By keeping out rats, Buffalo pest managers win award for excellence

The Buffalo Pest Management Board has been awarded the "Excellence in IPM Award" by the New York State Integrated Pest Management (IPM) Program, a partnership between the state and Cornell University. The Buffalo program won for its can-do attitude in seeking and promoting the lowest-risk solutions to the city's pest problems.

David Hahn-Baker, chair of the board, never planned to learn all about rats. But when he joined eight colleagues on the board, most of them volunteers, rat biology was part of the learning curve.

"A rat's job is not to be seen," explains Hahn-Baker. Prevent their access to food and shelter, he says, and they will move on.

An entire neighborhood can manage rats, Hahn-Baker says, by using sensible IPM preventive measures -- including heavy duty, tightly lidded rubber garbage cans that rats can't chew through.

The city of Buffalo has distributed about 150,000 of these cans -- called totes -- to businesses and households. "They really work, forcing rats to seek alternate food sources -- to the chagrin of Buffalo's first-ring suburbs," says Phil Nasca, deputy director of building operations for Buffalo and a former member of the Pest Management Board.

Buffalo's Common Council voted in a pesticide phase-out in 1998. The law permits low-risk sprays, but only when there is no alternative.
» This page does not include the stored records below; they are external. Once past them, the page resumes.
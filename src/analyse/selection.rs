// AMACAD cluster analysis: Aggregation and exploration of clustering simulation results
// Copyright (C) 2024-2025 The AMACAD analysis authors
//
// This program is free software: you can redistribute it and/or modify
// it under the terms of the GNU General Public License as published by
// the Free Software Foundation, either version 3 of the License, or
// (at your option) any later version.
//
// This program is distributed in the hope that it will be useful,
// but WITHOUT ANY WARRANTY; without even the implied warranty of
// MERCHANTABILITY or FITNESS FOR A PARTICULAR PURPOSE.  See the
// GNU General Public License for more details.
//
// You should have received a copy of the GNU General Public License
// along with this program.  If not, see <http://www.gnu.org/licenses/>.

use itertools::Itertools;

use crate::{
    metrics::MetricKey,
    params::{ParamValue, Parameter},
    plot::Series,
    tree::ResultTree,
};

/// The values chosen for every dimension of a [`ResultTree`], with one dimension plotted on the
/// horizontal axis.
#[derive(Debug, Clone, PartialEq, Eq)]
pub struct Selection {
    /// Sorted, chosen values per dimension. None of them is empty.
    pub values: Vec<Vec<ParamValue>>,
    pub axis: usize,
}

impl Selection {
    pub fn new(values: Vec<Vec<ParamValue>>, axis: usize) -> Self {
        Self { values, axis }
    }

    /// Dimensions, other than the axis, for which more than one value was chosen. Each
    /// combination of their values is drawn as its own series.
    pub fn series_dimensions(&self) -> Vec<usize> {
        (0..self.values.len())
            .filter(|d| *d != self.axis && self.values[*d].len() > 1)
            .collect()
    }

    /// Parameters that are the same for all series.
    pub fn fixed(&self, precedence: &[Parameter]) -> Vec<(Parameter, ParamValue)> {
        precedence
            .iter()
            .zip(self.values.iter())
            .enumerate()
            .filter(|(d, (_, values))| *d != self.axis && values.len() == 1)
            .map(|(_, (p, values))| (*p, values[0].clone()))
            .collect()
    }

    /// The key reached by following the first chosen value of every dimension.
    pub fn first_path(&self) -> Vec<ParamValue> {
        self.values.iter().filter_map(|v| v.first().cloned()).collect()
    }

    /// All combinations of the chosen values of every dimension except the axis.
    pub fn combinations(&self) -> Vec<Vec<ParamValue>> {
        let others = self
            .values
            .iter()
            .enumerate()
            .filter(|(d, _)| *d != self.axis)
            .map(|(_, v)| v.clone())
            .collect_vec();
        if others.is_empty() {
            // the cartesian product of nothing is a single empty combination
            return vec![Vec::new()];
        }
        others.into_iter().multi_cartesian_product().collect()
    }

    /// Full key of the point at `x` on the series `combination`.
    fn path(&self, combination: &[ParamValue], x: &ParamValue) -> Vec<ParamValue> {
        let mut path = combination.to_vec();
        path.insert(self.axis, x.clone());
        path
    }

    /// One series per combination, plotting the mean and standard deviation of `metric` against
    /// every axis value found below the combination in `tree`, in sorted order. Points without
    /// results are skipped, and series without any point are dropped.
    pub fn series(
        &self,
        tree: &ResultTree,
        precedence: &[Parameter],
        metric: &MetricKey,
    ) -> Vec<Series> {
        let named = self.series_dimensions();
        let mut result = Vec::new();

        for combination in self.combinations() {
            let name = named
                .iter()
                .map(|d| {
                    // `combination` does not contain the axis
                    let idx = if *d > self.axis { d - 1 } else { *d };
                    format!("{}={}", precedence[*d], combination[idx])
                })
                .join("; ");

            let mut series = Series {
                name,
                x: Vec::new(),
                y: Vec::new(),
                err: Vec::new(),
            };
            // each series has its own axis values, e.g. algorithms simulated at different beacons
            for x in tree.keys_at(&combination[..self.axis]) {
                if let Some(summary) = tree.get(&self.path(&combination, &x), metric) {
                    series.x.push(x);
                    series.y.push(summary.mean);
                    series.err.push(summary.std);
                }
            }

            if series.is_empty() {
                log::info!("No results for {metric} at {}", series.name);
            } else {
                result.push(series);
            }
        }

        result
    }
}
Buffalo was the nation's second city to adopt such a law. New York City is the most recent convert.

Don Rutz, professor of veterinary entomology at Cornell and director of New York's IPM Program, will present the award Feb. 23 in Buffalo. "This is a proactive, hands-on group," says Rutz. "They're a great model for how communities can approach controversial issues around pesticides."